A person, not actually placed under arrest, is not deemed in custody when questioned by the police unless "the questioning takes place under circumstances which are likely to affect substantially the individual's 'will to resist and compel him to speak where he would not otherwise do so freely.'" (People v. Rodney P. [ Anonymous ], 21 N.Y.2d 1, 11; see, also, People v. Shivers, 21 N.Y.2d 118, 121.) In the case before us, the police officer, after speaking with the defendant's father, asked the defendant a single question, wrote out a summons and left. That was the extent of the interrogation and, quite obviously, it was not the sort of "incommunicado police-dominated atmosphere" or custodial interrogation at which the Miranda rule is aimed (384 U.S. 436, 456, supra). Even if it were to be decided that Miranda applies to traffic infractions such as this -- and, as already stated, we do not pass upon the question -- it is clear that there was no constitutional prohibition against the use of the defendant Phinney's admission.

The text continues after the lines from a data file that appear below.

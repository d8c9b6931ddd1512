use chrono::{DateTime, NaiveDate, Utc};
use serde::{Deserialize, Serialize, Serializer};
use std::collections::HashMap;
use uuid::Uuid;
use validator::Validate;

use super::{deserialize_some, text_enum};
use crate::errors::AppError;
use crate::utils::validation::validate_payload;

/// Largest storable amount, `99999999.99` in major units.
pub const MAX_AMOUNT_CENTS: i64 = 9_999_999_999;
pub const DEFAULT_CURRENCY: &str = "USD";

text_enum! {
    pub enum ExpenseCategory {
        Food => "food",
        Transport => "transport",
        Accommodation => "accommodation",
        Activities => "activities",
        Shopping => "shopping",
        Other => "other",
    }
    default = Other;
}

/// Money in minor units. Serialized as a decimal number of major units.
#[derive(sqlx::Type, Debug, Default, Clone, Copy, PartialEq, Eq, PartialOrd, Ord)]
#[sqlx(transparent)]
pub struct Cents(pub i64);

impl Serialize for Cents {
    fn serialize<S: Serializer>(&self, serializer: S) -> Result<S::Ok, S::Error> {
        serializer.serialize_f64(self.0 as f64 / 100.0)
    }
}

impl std::ops::Add for Cents {
    type Output = Cents;

    fn add(self, other: Cents) -> Cents {
        Cents(self.0 + other.0)
    }
}

impl std::iter::Sum for Cents {
    fn sum<I: Iterator<Item = Cents>>(iter: I) -> Cents {
        iter.fold(Cents::default(), |acc, c| acc + c)
    }
}

/// Converts a client amount to cents, rejecting anything finer than a cent.
pub fn to_cents(amount: f64) -> Result<Cents, AppError> {
    if !amount.is_finite() || amount <= 0.0 {
        return Err(AppError::BadRequest("Amount must be greater than 0".to_string()));
    }
    let scaled = amount * 100.0;
    let cents = scaled.round();
    if (scaled - cents).abs() > 1e-3 {
        return Err(AppError::BadRequest(
            "Amount must have at most 2 decimal places".to_string(),
        ));
    }
    if cents < 1.0 {
        return Err(AppError::BadRequest("Amount must be greater than 0".to_string()));
    }
    if cents > MAX_AMOUNT_CENTS as f64 {
        return Err(AppError::BadRequest(
            "Amount must be at most 99999999.99".to_string(),
        ));
    }
    Ok(Cents(cents as i64))
}

/// Uppercases a three-letter ISO 4217 code.
pub fn normalize_currency(code: &str) -> Result<String, AppError> {
    let code = code.trim();
    if code.len() != 3 || !code.chars().all(|c| c.is_ascii_alphabetic()) {
        return Err(AppError::BadRequest(
            "Currency must be a three-letter ISO 4217 code".to_string(),
        ));
    }
    Ok(code.to_ascii_uppercase())
}

fn default_currency() -> String {
    DEFAULT_CURRENCY.to_string()
}

#[derive(sqlx::FromRow, Serialize, Debug, Clone)]
pub struct Expense {
    pub id: Uuid,
    pub trip_id: Uuid,
    pub title: String,
    #[serde(rename = "amount")]
    pub amount_cents: Cents,
    pub currency: String,
    pub category: ExpenseCategory,
    pub date: NaiveDate,
    pub notes: Option<String>,
    pub created_at: DateTime<Utc>,
    pub updated_at: DateTime<Utc>,
}

#[derive(Deserialize, Validate, Debug)]
pub struct NewExpense {
    pub trip_id: Uuid,
    #[validate(length(min = 1, max = 255, message = "Title must be between 1 and 255 characters"))]
    pub title: String,
    pub amount: f64,
    #[serde(default = "default_currency")]
    pub currency: String,
    #[serde(default)]
    pub category: ExpenseCategory,
    pub date: NaiveDate,
    pub notes: Option<String>,
}

impl NewExpense {
    pub fn validate_all(&self) -> Result<(), AppError> {
        validate_payload(self)?;
        to_cents(self.amount)?;
        normalize_currency(&self.currency)?;
        Ok(())
    }
}

#[derive(Deserialize, Validate, Debug, Default)]
pub struct ExpensePatch {
    #[validate(length(min = 1, max = 255, message = "Title must be between 1 and 255 characters"))]
    pub title: Option<String>,
    pub amount: Option<f64>,
    pub currency: Option<String>,
    pub category: Option<ExpenseCategory>,
    pub date: Option<NaiveDate>,
    #[serde(default, deserialize_with = "deserialize_some")]
    pub notes: Option<Option<String>>,
}

impl ExpensePatch {
    pub fn apply(self, expense: &mut Expense) -> Result<(), AppError> {
        validate_payload(&self)?;
        let amount = self.amount.map(to_cents).transpose()?;
        let currency = self.currency.as_deref().map(normalize_currency).transpose()?;

        if let Some(title) = self.title {
            expense.title = title;
        }
        if let Some(amount) = amount {
            expense.amount_cents = amount;
        }
        if let Some(currency) = currency {
            expense.currency = currency;
        }
        if let Some(category) = self.category {
            expense.category = category;
        }
        if let Some(date) = self.date {
            expense.date = date;
        }
        if let Some(notes) = self.notes {
            expense.notes = notes;
        }
        Ok(())
    }
}

/// One `(category, currency)` bucket of a trip's spending.
#[derive(sqlx::FromRow, Serialize, Debug, Clone, PartialEq)]
pub struct CategoryTotal {
    pub category: ExpenseCategory,
    pub currency: String,
    pub total_amount: Cents,
    pub count: i64,
}

#[derive(Serialize, Debug)]
pub struct ExpenseSummary {
    pub by_category: Vec<CategoryTotal>,
    pub total_amount: Cents,
    pub currency: String,
}

impl ExpenseSummary {
    pub fn from_totals(by_category: Vec<CategoryTotal>) -> Self {
        let total_amount = by_category.iter().map(|row| row.total_amount).sum();
        let currency = primary_currency(&by_category);
        ExpenseSummary {
            by_category,
            total_amount,
            currency,
        }
    }
}

/// Currency with the most expenses; ties go to the alphabetically first code.
pub fn primary_currency(rows: &[CategoryTotal]) -> String {
    let mut counts: HashMap<&str, i64> = HashMap::new();
    for row in rows {
        *counts.entry(row.currency.as_str()).or_default() += row.count;
    }
    counts
        .into_iter()
        .max_by(|a, b| a.1.cmp(&b.1).then_with(|| b.0.cmp(a.0)))
        .map(|(code, _)| code.to_string())
        .unwrap_or_else(default_currency)
}

#[cfg(test)]
mod tests {
    use super::*;

    fn row(category: ExpenseCategory, currency: &str, cents: i64, count: i64) -> CategoryTotal {
        CategoryTotal {
            category,
            currency: currency.to_string(),
            total_amount: Cents(cents),
            count,
        }
    }

    #[test]
    fn amounts_convert_to_whole_cents() {
        assert_eq!(to_cents(12.5).unwrap(), Cents(1250));
        assert_eq!(to_cents(0.29).unwrap(), Cents(29));
        assert_eq!(to_cents(0.01).unwrap(), Cents(1));
        assert_eq!(to_cents(99_999_999.99).unwrap(), Cents(MAX_AMOUNT_CENTS));
    }

    #[test]
    fn invalid_amounts_are_rejected() {
        for bad in [0.0, -3.0, 0.001, 10.005, 100_000_000.0, f64::NAN, f64::INFINITY] {
            assert!(
                matches!(to_cents(bad), Err(AppError::BadRequest(_))),
                "{} accepted",
                bad
            );
        }
    }

    #[test]
    fn amount_serializes_in_major_units() {
        let value = serde_json::to_value(row(ExpenseCategory::Food, "EUR", 1999, 1)).unwrap();
        assert_eq!(value["total_amount"], serde_json::json!(19.99));
        assert_eq!(value["category"], "food");
    }

    #[test]
    fn currency_is_uppercased_and_checked() {
        assert_eq!(normalize_currency("eur").unwrap(), "EUR");
        assert!(normalize_currency("EURO").is_err());
        assert!(normalize_currency("E1R").is_err());
        assert!(normalize_currency("").is_err());
    }

    #[test]
    fn create_defaults_currency_and_category() {
        let expense: NewExpense = serde_json::from_value(serde_json::json!({
            "trip_id": Uuid::new_v4(),
            "title": "Ferry",
            "amount": 42.0,
            "date": "2025-06-02",
        }))
        .unwrap();
        assert_eq!(expense.currency, "USD");
        assert_eq!(expense.category, ExpenseCategory::Other);
        assert!(expense.validate_all().is_ok());
    }

    #[test]
    fn patch_rejects_bad_amount_without_touching_the_row() {
        let mut expense = Expense {
            id: Uuid::new_v4(),
            trip_id: Uuid::new_v4(),
            title: "Hostel".to_string(),
            amount_cents: Cents(4500),
            currency: "EUR".to_string(),
            category: ExpenseCategory::Accommodation,
            date: NaiveDate::from_ymd_opt(2025, 6, 1).unwrap(),
            notes: Some("two nights".to_string()),
            created_at: Utc::now(),
            updated_at: Utc::now(),
        };

        let bad: ExpensePatch =
            serde_json::from_str(r#"{"title": "Hotel", "amount": -1}"#).unwrap();
        assert!(bad.apply(&mut expense).is_err());
        assert_eq!(expense.title, "Hostel");

        let good: ExpensePatch =
            serde_json::from_str(r#"{"amount": 60.1, "currency": "gbp", "notes": null}"#).unwrap();
        good.apply(&mut expense).unwrap();
        assert_eq!(expense.amount_cents, Cents(6010));
        assert_eq!(expense.currency, "GBP");
        assert_eq!(expense.notes, None);
    }

    #[test]
    fn summary_totals_and_picks_most_used_currency() {
        let summary = ExpenseSummary::from_totals(vec![
            row(ExpenseCategory::Food, "EUR", 3000, 3),
            row(ExpenseCategory::Transport, "USD", 12000, 2),
            row(ExpenseCategory::Shopping, "USD", 500, 2),
        ]);
        assert_eq!(summary.total_amount, Cents(15500));
        assert_eq!(summary.currency, "USD");

        assert_eq!(primary_currency(&[]), "USD");
        assert_eq!(
            primary_currency(&[
                row(ExpenseCategory::Food, "JPY", 100, 1),
                row(ExpenseCategory::Food, "CHF", 100, 1),
            ]),
            "CHF"
        );
    }
}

This brings us to the point, strongly urged by the defendant to support the County Court's determination, that the People failed to adduce evidence to establish his guilt. However, the court below, in reaching its conclusion, indicated that it gave consideration only to the constitutional issue. Consequently, since the reversal was solely on the law, we remit the case to the County Court to afford it an opportunity to pass on the facts. (Code Crim. Pro., § 543-b; see, e.g., People v. Rossi, 11 N.Y.2d 379, 386.)

The order appealed from should be reversed and the case remitted to the County Court, Jefferson County, for its determination of the facts.

Order reversed and case remitted to County Court, Jefferson County, for further proceedings in accordance with the opinion herein.

Disposition

Order reversed and case remitted to County Court, Jefferson County, for further proceedings in accordance with the opinion herein.